Gu Yuanhao melepaskan pelukannya, menatap wajahnya yang penuh bekas air mata.

Setelah beberapa saat, ia menjawab pelan, ekspresinya antara peduli dan seolah jauh terpisah tiga ribu mil.

Saat itu, ponsel Gu Yuanhao tiba-tiba berbunyi, sudah larut malam... ia mengerutkan kening dan menjawab, sambil memberi isyarat dengan bibir—urusan perusahaan.

Tidak disebutkan perusahaan pun tidak apa-apa, tapi begitu disebut malah mengingatkannya pada kejadian aneh di alun-alun asing saat senja tadi. Gu Yuanhao sudah menutup telepon, melihat Chu Yu masih melamun, mengira ia khawatir dirinya akan menyakiti keluarganya, lalu menjelaskan, “Jika kamu tidak mau, aku tidak akan melakukan apa pun padanya.”
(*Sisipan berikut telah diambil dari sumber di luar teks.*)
//! Liveness, readiness and build info for the items service.

use crate::state::AppState;
use crate::store::open_session;
use axum::{extract::State, http::StatusCode, routing::get, Json, Router};
use serde::Serialize;

#[derive(Debug, Serialize)]
struct Status {
    status: &'static str,
    #[serde(skip_serializing_if = "Option::is_none")]
    database: Option<&'static str>,
}

#[derive(Debug, Serialize)]
struct BuildInfo {
    name: &'static str,
    version: &'static str,
}

async fn health() -> Json<Status> {
    Json(Status {
        status: "ok",
        database: None,
    })
}

/// Ready once a session can be taken from the pool and answer a query.
async fn ready(State(state): State<AppState>) -> (StatusCode, Json<Status>) {
    let check = async {
        let mut session = open_session(&state.pool).await?;
        sqlx::query("SELECT 1").execute(&mut *session).await?;
        Ok::<_, crate::error::AppError>(())
    };
    match check.await {
        Ok(()) => (
            StatusCode::OK,
            Json(Status {
                status: "ok",
                database: Some("ok"),
            }),
        ),
        Err(e) => {
            tracing::warn!(error = %e, "database not ready");
            (
                StatusCode::SERVICE_UNAVAILABLE,
                Json(Status {
                    status: "degraded",
                    database: Some("unavailable"),
                }),
            )
        }
    }
}

async fn version() -> Json<BuildInfo> {
    Json(BuildInfo {
        name: env!("CARGO_PKG_NAME"),
        version: env!("CARGO_PKG_VERSION"),
    })
}

/// GET /health, GET /ready, GET /version.
pub fn common_routes(state: AppState) -> Router {
    Router::new()
        .route("/health", get(health))
        .route("/ready", get(ready))
        .route("/version", get(version))
        .with_state(state)
}
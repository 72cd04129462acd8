//! Storage-facing rows for the `users` and `items` tables.

use sqlx::FromRow;

/// One `users` row. Carries the password hash, so it never leaves the crate as a response.
#[derive(Clone, Debug, PartialEq, Eq, FromRow)]
pub struct UserRow {
    pub id: i64,
    pub email: String,
    pub hashed_password: String,
    pub is_active: bool,
}

/// One `items` row. `owner_id` always points at an existing `users.id`.
#[derive(Clone, Debug, PartialEq, Eq, FromRow)]
pub struct ItemRow {
    pub id: i64,
    pub title: String,
    pub description: Option<String>,
    pub owner_id: i64,
}
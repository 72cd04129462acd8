//! Request validation for the create bodies.

use crate::error::AppError;
use crate::schemas::{ItemCreate, UserCreate};
use regex::Regex;
use std::sync::OnceLock;

pub const PASSWORD_MIN_LENGTH: usize = 8;
pub const TITLE_MAX_LENGTH: usize = 255;
pub const DESCRIPTION_MAX_LENGTH: usize = 1024;
pub const EMAIL_MAX_LENGTH: usize = 254;

const EMAIL_PATTERN: &str = r"^[^@\s]+@[^@\s]+\.[^@\s]+$";

fn email_pattern() -> Result<&'static Regex, AppError> {
    static RE: OnceLock<Result<Regex, regex::Error>> = OnceLock::new();
    RE.get_or_init(|| Regex::new(EMAIL_PATTERN))
        .as_ref()
        .map_err(|_| AppError::Validation("invalid pattern for email".into()))
}

pub struct RequestValidator;

impl RequestValidator {
    pub fn validate_user(body: &UserCreate) -> Result<(), AppError> {
        let email = body.email.trim();
        if email.is_empty() {
            return Err(AppError::Validation("email is required".into()));
        }
        if email.len() > EMAIL_MAX_LENGTH {
            return Err(AppError::Validation(format!(
                "email must be at most {} characters",
                EMAIL_MAX_LENGTH
            )));
        }
        if !email_pattern()?.is_match(email) {
            return Err(AppError::Validation("email must be a valid email".into()));
        }
        if body.password.chars().count() < PASSWORD_MIN_LENGTH {
            return Err(AppError::Validation(format!(
                "password must be at least {} characters",
                PASSWORD_MIN_LENGTH
            )));
        }
        Ok(())
    }

    pub fn validate_item(body: &ItemCreate) -> Result<(), AppError> {
        if body.title.trim().is_empty() {
            return Err(AppError::Validation("title is required".into()));
        }
        max_chars("title", &body.title, TITLE_MAX_LENGTH)?;
        if let Some(description) = &body.description {
            max_chars("description", description, DESCRIPTION_MAX_LENGTH)?;
        }
        Ok(())
    }
}

fn max_chars(field: &str, value: &str, max: usize) -> Result<(), AppError> {
    if value.chars().count() > max {
        return Err(AppError::Validation(format!(
            "{} must be at most {} characters",
            field, max
        )));
    }
    Ok(())
}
Chu Yu seperti tidak mendengar, menatapnya, “Aku ingin memberitahu sesuatu padamu.”

... Setelah mendengar seluruh kenangan yang terpotong-potong itu, senyum tipis di wajah Yuanhao telah lenyap sebelum membeku di mata dinginnya. Dalam cerita Xia Chu Yu, ada seseorang bernama Ada yang sama sekali tidak dikenalnya. Chu Yu berkata, “Kupikir waktu itu kau juga ada di sekitar sana, kalau tidak aku takkan bertemu di sungai, kupikir mungkin kau melihat Ada juga, tapi tidak kusangka...” Tidak kusangka ia begitu terkejut!

Ia berdiri menghadap jendela, tidak bergerak, ruang tamu yang luas begitu sunyi, seolah ada sesuatu yang patah ketika suara berhenti, udara kehilangan kehidupan, begitu hening hingga terasa seperti telah mati tanpa suara.

“Jangan bilang siapa-siapa dulu, biarkan aku menyelidiki.” Ia membelakangi Chu Yu, suaranya sangat dingin.

--

Mungkin ada pembaca cerdas yang menyadari, pengakuan Chu Yu mungkin bukan tulus, ia hanya ingin memberi waktu untuk dirinya dan Yuanhao. Satu adalah orang yang selalu membuatnya menangis, satu lagi adalah orang yang selalu menghapus air matanya. Kalian pasti bisa merasakannya, sampai saat ini, orang yang benar-benar dicintainya masih bukan Yuanhao. Tapi p.s. tetap saja pengakuan Gu Yuanhao benar-benar mengalahkan segalanya!